Philip Pocock produced and directed in collaboration with several art and design school students and grads, the ZKM Island YOUniverse in Second Life, with cyber-robotic avatars, avatar-sensing cinema structures, participatory and converging with a Moblog and mobile media sculpture presented at the YOU_ser: The Century of the Consumer exhibition curated by Peter Weibel at ZKM, Karlsruhe. User-generated images are emailed to Second Life mashup cinemas. ZKM Island in Second Life presents vitrine architecture in a globally warmed wasteland, each supermodern structure's components simultaneously screen, wall and window, sensitive to avatar movement and orientation. A Boxing Ring where avatars can get in the ring with six German cultural theorists and philosophy cyber-robotic avatars and punch it out while waxing philosophy, just for fun.

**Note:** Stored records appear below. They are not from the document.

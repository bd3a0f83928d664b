//! Constraint runner
//!
//! For one (delivery config, environment, artifact) context, finds the
//! newest version that may be promoted and queues it for approval:
//! - vetoed versions never reach an evaluator
//! - stateless evaluators (implicit first, then declared) run before
//!   stateful ones; one failure short-circuits the version
//! - a version waiting on a pending judgement stops the walk and is not queued
//! - versions left pending from earlier checks are re-evaluated and
//!   queued if they now pass

use std::collections::{HashMap, HashSet};
use std::sync::Arc;

use shipyard_core::{
    ArtifactRepository, ConstraintEvaluator, ConstraintStatus, DeliveryArtifact, DeliveryConfig,
    DeliveryConfigRepository, Environment, EvaluationError,
};
use tracing::{debug, warn};

/// Constraint evaluators keyed by constraint type
#[derive(Clone, Default)]
pub struct EvaluatorRegistry {
    evaluators: Vec<Arc<dyn ConstraintEvaluator>>,
    by_type: HashMap<&'static str, usize>,
}

impl EvaluatorRegistry {
    /// Registry over `evaluators`
    pub fn new(evaluators: impl IntoIterator<Item = Arc<dyn ConstraintEvaluator>>) -> Self {
        let mut registry = Self::default();
        for evaluator in evaluators {
            registry.register(evaluator);
        }
        registry
    }

    /// Register an evaluator, replacing one of the same type
    pub fn register(&mut self, evaluator: Arc<dyn ConstraintEvaluator>) {
        let key = evaluator.supported_type();
        if let Some(&index) = self.by_type.get(key) {
            self.evaluators[index] = evaluator;
        } else {
            self.by_type.insert(key, self.evaluators.len());
            self.evaluators.push(evaluator);
        }
    }

    /// Evaluator for a constraint type
    #[must_use]
    pub fn for_type(&self, constraint_type: &str) -> Option<&Arc<dyn ConstraintEvaluator>> {
        self.by_type
            .get(constraint_type)
            .and_then(|&index| self.evaluators.get(index))
    }

    /// Evaluators that run without being declared
    pub fn implicit(&self) -> impl Iterator<Item = &Arc<dyn ConstraintEvaluator>> {
        self.evaluators.iter().filter(|e| e.is_implicit())
    }

    #[inline]
    #[must_use]
    pub fn len(&self) -> usize {
        self.evaluators.len()
    }

    #[inline]
    #[must_use]
    pub fn is_empty(&self) -> bool {
        self.evaluators.is_empty()
    }
}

Commissioned by the Seville Biannual (BIACS), Spain, in 2008, Philip Pocock collaboratively produced with Alex Wenger, Linus Stolz, Julian Finn, Daniel Burckhardt and other students Aland: Scopic Regimes of Uncertainty, three telescopic, participatory, multi-screen sculptures that converse incessantly and convivially. Alan∂, short for Al-Andalus, a rare moment of cultural conviviality on the Iberian Peninsula between the 8th and 15th centuries, begins with an artificially intelligent, incessant dialogue between Federico García Lorca, raised in Christian Andalusia (his 20th-century poetry), Moses Maimonides (his 11th-century book, A Guide for the Perplexed), and Muhammad Ibn Tufail (his 11th-century novel, Alive, Son of Awake) Jewish and Muslim Al-Andaluz contemporaries, driving database searches for images of Andalusia in the contemporary blogosphere, compiling them into rhythmic and subtitled video clips, which are surveilled by telescopes, the details captured, retrieving similar images from Andalusian cyberspace. In short, it is scopic media that are surveilled, and pictures looking at pictures, for pictures to display over sculpted arrays of recycled and DIY screens. Web-cams sculpturally integrated as well mix portraits of installation guests with a mashed up overabundance of Andalusia's scopic regime.